A widely respected performer, composer, and educator, Vessela Stoyanova is a triple threat on the Boston music scene. Born and raised in Bulgaria, most of her original music is inspired by the folk music of the Balkans. Her compositions have been recorded by numerous ensembles and performed at major Boston-area venues, including the Berklee Performance Center, Jordan Hall, the Loeb Drama Center at the American Repertory Theater, as well as at many smaller venues around the United States and Europe.
As a performer, Vessela combines virtuosic mallet technique with the world of electronics, especially via her prototype instrument the Marimba Lumina—a sophisticated mallet MIDI controller. Currently she performs and writes for two projects: Bury Me Standing (a gypsy dirge-core band) and Goli (a modern chamber music duo), both of which she cofounded. Vessela recently joined the Jazz Composers Alliance and has been a featured soloist for a number of their concerts.
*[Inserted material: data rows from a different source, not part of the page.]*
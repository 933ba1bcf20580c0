use axum::extract::{Path, Query, State};
use axum::http::StatusCode;
use axum::response::{IntoResponse, Response};
use axum::Json;
use serde_json::json;
use tracing::warn;

use crate::errors::AppError;
use crate::models::{
    ChatRequest, ChatResponse, FeedbackRequest, FeedbackResponse, RenameRequest, SearchQuery,
    ShareToken, StateResponse,
};
use crate::service::chat_service::ChatService;

// ── Sessions ──────────────────────────────────────────────────────────────────

/// GET `/api/state` — current selection and loading flag
pub async fn state_handler(State(svc): State<ChatService>) -> impl IntoResponse {
    Json(StateResponse {
        current_session_id: svc.store().current_session_id(),
        loading: svc.store().is_loading(),
    })
}

/// GET `/api/sessions?q=` — all sessions, optionally filtered by title
pub async fn list_sessions_handler(
    State(svc): State<ChatService>,
    Query(query): Query<SearchQuery>,
) -> impl IntoResponse {
    Json(svc.store().search_sessions(&query.q))
}

/// POST `/api/sessions` — start a new chat
pub async fn create_session_handler(State(svc): State<ChatService>) -> impl IntoResponse {
    (StatusCode::CREATED, Json(svc.store().create_session()))
}

/// DELETE `/api/sessions` — clear all history
pub async fn clear_sessions_handler(State(svc): State<ChatService>) -> impl IntoResponse {
    Json(svc.store().clear_all())
}

/// GET `/api/sessions/{id}`
pub async fn get_session_handler(
    Path(id): Path<String>,
    State(svc): State<ChatService>,
) -> Response {
    match svc.store().session(&id) {
        Some(session) => Json(session).into_response(),
        None => error_response(&AppError::session_not_found(id)),
    }
}

/// DELETE `/api/sessions/{id}`
pub async fn delete_session_handler(
    Path(id): Path<String>,
    State(svc): State<ChatService>,
) -> Response {
    match svc.store().delete_session(&id) {
        Ok(()) => state_handler(State(svc)).await.into_response(),
        Err(e) => error_response(&e),
    }
}

/// PUT `/api/sessions/{id}/select`
pub async fn select_session_handler(
    Path(id): Path<String>,
    State(svc): State<ChatService>,
) -> Response {
    match svc.store().select_session(&id) {
        Ok(()) => StatusCode::NO_CONTENT.into_response(),
        Err(e) => error_response(&e),
    }
}

/// PUT `/api/sessions/{id}/title` — manual rename
pub async fn rename_session_handler(
    Path(id): Path<String>,
    State(svc): State<ChatService>,
    Json(body): Json<RenameRequest>,
) -> Response {
    match svc.store().set_title(&id, &body.title) {
        Ok(()) => StatusCode::NO_CONTENT.into_response(),
        Err(e) => error_response(&e),
    }
}

/// GET `/api/sessions/{id}/title-suggestions`
pub async fn title_suggestions_handler(
    Path(id): Path<String>,
    State(svc): State<ChatService>,
) -> Response {
    match svc.suggest_titles(&id).await {
        Ok(suggestions) => Json(suggestions).into_response(),
        Err(e) => error_response(&e),
    }
}

/// PUT `/api/sessions/{id}/messages/{message_id}/feedback` — toggles thumbs up/down
pub async fn feedback_handler(
    Path((id, message_id)): Path<(String, String)>,
    State(svc): State<ChatService>,
    Json(body): Json<FeedbackRequest>,
) -> Response {
    match svc.store().set_feedback(&id, &message_id, body.feedback) {
        Ok(feedback) => Json(FeedbackResponse { feedback }).into_response(),
        Err(e) => error_response(&e),
    }
}

// ── Sharing ───────────────────────────────────────────────────────────────────

/// POST `/api/sessions/{id}/share` — share token for the session's messages
pub async fn share_session_handler(
    Path(id): Path<String>,
    State(svc): State<ChatService>,
) -> Response {
    match svc.share_session(&id) {
        Ok(token) => Json(ShareToken { token }).into_response(),
        Err(e) => error_response(&e),
    }
}

/// POST `/api/shared` — open a shared conversation
pub async fn import_shared_handler(
    State(svc): State<ChatService>,
    Json(body): Json<ShareToken>,
) -> Response {
    match svc.store().import_shared(&body.token) {
        Ok(session) => Json(session).into_response(),
        Err(e) => {
            warn!("Rejected shared link: {e}");
            error_response(&e)
        }
    }
}

// ── Chat ──────────────────────────────────────────────────────────────────────

/// POST `/api/chat` — runs a whole turn and returns the final reply
pub async fn chat_handler(
    State(svc): State<ChatService>,
    Json(request): Json<ChatRequest>,
) -> Response {
    match svc.send_message(request.session_id.as_deref(), &request.message).await {
        Ok(outcome) => Json(ChatResponse {
            session_id: outcome.session_id,
            message: outcome.message,
        })
        .into_response(),
        Err(e) => error_response(&e),
    }
}

// ── Helper ────────────────────────────────────────────────────────────────────

fn status_for(err: &AppError) -> StatusCode {
    if err.is_validation() {
        StatusCode::BAD_REQUEST
    } else if err.is_not_found() {
        StatusCode::NOT_FOUND
    } else if err.is_conflict() {
        StatusCode::CONFLICT
    } else if err.is_too_large() {
        StatusCode::PAYLOAD_TOO_LARGE
    } else if err.is_agent_unavailable() {
        StatusCode::SERVICE_UNAVAILABLE
    } else {
        StatusCode::INTERNAL_SERVER_ERROR
    }
}

pub(crate) fn error_response(err: &AppError) -> Response {
    (status_for(err), Json(json!({ "error": err.to_string() }))).into_response()
}
use std::sync::Arc;

use axum::routing::{get, post, put};
use axum::Router;
use tower_http::cors::CorsLayer;
use tower_http::trace::TraceLayer;
use tracing::info;

use ayugpt::agent::OllamaAgentService;
use ayugpt::config::AppConfig;
use ayugpt::db::SqliteBlobStorage;
use ayugpt::routes::api_routes::{
    chat_handler, clear_sessions_handler, create_session_handler, delete_session_handler,
    feedback_handler, get_session_handler, import_shared_handler, list_sessions_handler,
    rename_session_handler, select_session_handler, share_session_handler, state_handler,
    title_suggestions_handler,
};
use ayugpt::routes::ws_routes::ws_chat_handler;
use ayugpt::service::chat_service::ChatService;
use ayugpt::store::SessionStore;

#[tokio::main]
async fn main() -> anyhow::Result<()> {
    // Load .env if present (development convenience)
    dotenvy::dotenv().ok();

    // Initialise tracing
    tracing_subscriber::fmt()
        .with_env_filter(
            tracing_subscriber::EnvFilter::try_from_default_env()
                .unwrap_or_else(|_| "ayugpt=debug,tower_http=debug".into()),
        )
        .init();

    let config = AppConfig::from_env();

    // ── Storage & session store ───────────────────────────────────────────────
    let storage = SqliteBlobStorage::connect(&config.database_url).await?;
    info!("Session storage ready at {}", config.database_url);

    let store = SessionStore::open(
        Arc::new(storage),
        config.persist_debounce,
        config.shared_token.as_deref(),
    )
    .await;

    // ── Dependency wiring ─────────────────────────────────────────────────────
    let agent = OllamaAgentService::new(&config.ollama_base_url, &config.model)?;
    let chat_service = ChatService::new(store.clone(), Arc::new(agent));

    // ── Router ────────────────────────────────────────────────────────────────
    let app = Router::new()
        .route("/api/state", get(state_handler))
        .route(
            "/api/sessions",
            get(list_sessions_handler)
                .post(create_session_handler)
                .delete(clear_sessions_handler),
        )
        .route(
            "/api/sessions/{id}",
            get(get_session_handler).delete(delete_session_handler),
        )
        .route("/api/sessions/{id}/select", put(select_session_handler))
        .route("/api/sessions/{id}/title", put(rename_session_handler))
        .route("/api/sessions/{id}/title-suggestions", get(title_suggestions_handler))
        .route(
            "/api/sessions/{id}/messages/{message_id}/feedback",
            put(feedback_handler),
        )
        .route("/api/sessions/{id}/share", post(share_session_handler))
        .route("/api/shared", post(import_shared_handler))
        .route("/api/chat", post(chat_handler))
        .route("/ws/chat", get(ws_chat_handler))
        .layer(CorsLayer::permissive())
        .layer(TraceLayer::new_for_http())
        .with_state(chat_service);

    // ── Listen ────────────────────────────────────────────────────────────────
    let addr = format!("0.0.0.0:{}", config.port);
    let listener = tokio::net::TcpListener::bind(&addr).await?;
    info!("Listening on http://{addr}/");

    axum::serve(listener, app)
        .with_graceful_shutdown(async {
            let _ = tokio::signal::ctrl_c().await;
            info!("Shutting down");
        })
        .await?;

    // Write anything still waiting on the debounce timer.
    store.flush().await;
    Ok(())
}
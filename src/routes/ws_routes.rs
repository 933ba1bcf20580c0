use axum::extract::ws::{Message, WebSocket, WebSocketUpgrade};
use axum::extract::State;
use axum::response::IntoResponse;
use tokio::sync::broadcast::error::RecvError;
use tracing::{error, info, warn};

use crate::models::{WsChatRequest, WsEvent};
use crate::service::chat_service::ChatService;
use crate::store::StoreEvent;

/// GET `/ws/chat` — upgrades to a WebSocket for streaming chat.
pub async fn ws_chat_handler(
    ws: WebSocketUpgrade,
    State(svc): State<ChatService>,
) -> impl IntoResponse {
    ws.on_upgrade(|socket| handle_socket(socket, svc))
}

/// Handles a single WebSocket connection.
///
/// Protocol:
/// - Client sends JSON `{ "session_id": "...|null", "message": "..." }`
/// - Server streams back:
///   1. `{ "type": "stream_start", "session_id": "...", "message_id": "..." }`
///   2. `{ "type": "stream_update", "message_id": "...", "content": "..." }` (repeated,
///      `content` is the whole reply so far)
///   3. `{ "type": "stream_end", "message_id": "...", "full_content": "..." }`
///   or `{ "type": "error", "message": "..." }` when the request is rejected.
async fn handle_socket(mut socket: WebSocket, svc: ChatService) {
    info!("WebSocket client connected");

    while let Some(msg) = socket.recv().await {
        let msg = match msg {
            Ok(m) => m,
            Err(e) => {
                warn!("WebSocket receive error: {e}");
                break;
            }
        };

        // Only handle text messages
        let text = match &msg {
            Message::Text(t) => t.to_string(),
            Message::Close(_) => break,
            _ => continue,
        };

        let ws_req: WsChatRequest = match serde_json::from_str(&text) {
            Ok(r) => r,
            Err(e) => {
                send_event(&mut socket, &WsEvent::Error {
                    message: format!("Invalid request: {e}"),
                }).await;
                continue;
            }
        };

        // Subscribe before the turn starts so no update is missed.
        let mut events = svc.store().subscribe();

        // ── Prepare: validate, resolve session, append messages ──────────
        let turn = match svc.begin_turn(ws_req.session_id.as_deref(), &ws_req.message) {
            Ok(turn) => turn,
            Err(e) => {
                send_event(&mut socket, &WsEvent::Error { message: e.to_string() }).await;
                continue;
            }
        };
        let message_id = turn.assistant_message.id.clone();

        send_event(&mut socket, &WsEvent::StreamStart {
            session_id: turn.session_id.clone(),
            message_id: message_id.clone(),
        }).await;

        // ── Run the turn, forwarding updates to the reply ────────────────
        let mut runner = {
            let svc = svc.clone();
            tokio::spawn(async move { svc.run_turn(turn).await })
        };

        // Updates are preferred over completion so none is left unsent.
        let finished = loop {
            tokio::select! {
                biased;
                event = events.recv() => match event {
                    Ok(StoreEvent::MessageUpdated { message, .. }) if message.id == message_id => {
                        send_event(&mut socket, &WsEvent::StreamUpdate {
                            message_id: message.id,
                            content: message.content,
                        }).await;
                    }
                    Ok(_) | Err(RecvError::Closed) => {}
                    Err(RecvError::Lagged(skipped)) => {
                        warn!("WebSocket client lagged, skipped {skipped} store events");
                    }
                },
                finished = &mut runner => break finished,
            }
        };

        match finished {
            Ok(outcome) => {
                send_event(&mut socket, &WsEvent::StreamEnd {
                    message_id: outcome.message.id,
                    full_content: outcome.message.content,
                }).await;
            }
            Err(e) => {
                error!("Chat turn panicked: {e}");
                send_event(&mut socket, &WsEvent::Error {
                    message: "Internal error during streaming".to_string(),
                }).await;
            }
        }
    }

    info!("WebSocket client disconnected");
}

/// Helper: serialize a `WsEvent` and send it over the socket.
async fn send_event(socket: &mut WebSocket, event: &WsEvent) {
    if let Ok(json) = serde_json::to_string(event) {
        let _ = socket.send(Message::Text(json.into())).await;
    }
}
Vessela holds a master’s degree in contemporary improvisation from the New England Conservatory of Music. She is a faculty member at Berklee College of Music, where she teaches Harmony and Marimba during the regular school year, and a Balkan ensemble during the Five-Week Summer Performance Program.
"I look at theory as a tool to enrich creativity. It is a language to communicate with other musicians, using the most common terms. When I teach, I try to give students all the proper grammar and correct spelling. But they must use these tools to express themselves in their own way. If they don’t have anything interesting to say, the class is useless."
"I try to approach the subject in a couple different ways, using different modes of learning. And I encourage my students to find an approach that works best for them. For instance, if we are discussing a minor 7th chord, I will play it on the piano and have them sing the individual notes of the chord, so they can actually hear it. We also discuss how the chord is constructed from the scale. Then we apply the information by transcribing real, current music. I ask students to choose their own songs to bring to class, and we discuss those. I also have students work together in small groups, so that it’s closer to the experience of creating music. Because that is really so important, that social aspect of music-making."
"Studying theory is one way to understand the history of music, where it came from, and how it got to be the way it is today. Understanding theory allows people to discover their own path and make their own history, so that they can write the next thing. The subjects of theory and ear training don’t stop. They are never-ending."
"I play marimba as my primary instrument. I’ve played in a progressive rock band and I work with a cellist as a duet. I also have my own band based on Balkan and Middle Eastern rhythms and melodies, but including American influences from jazz to rock to heavy metal. Having an understanding of so many different styles of music has forced me to think in broader terms, to make the connection between different styles and find what is common between them. This has given me a really good understanding of how theory works across the musical spectrum."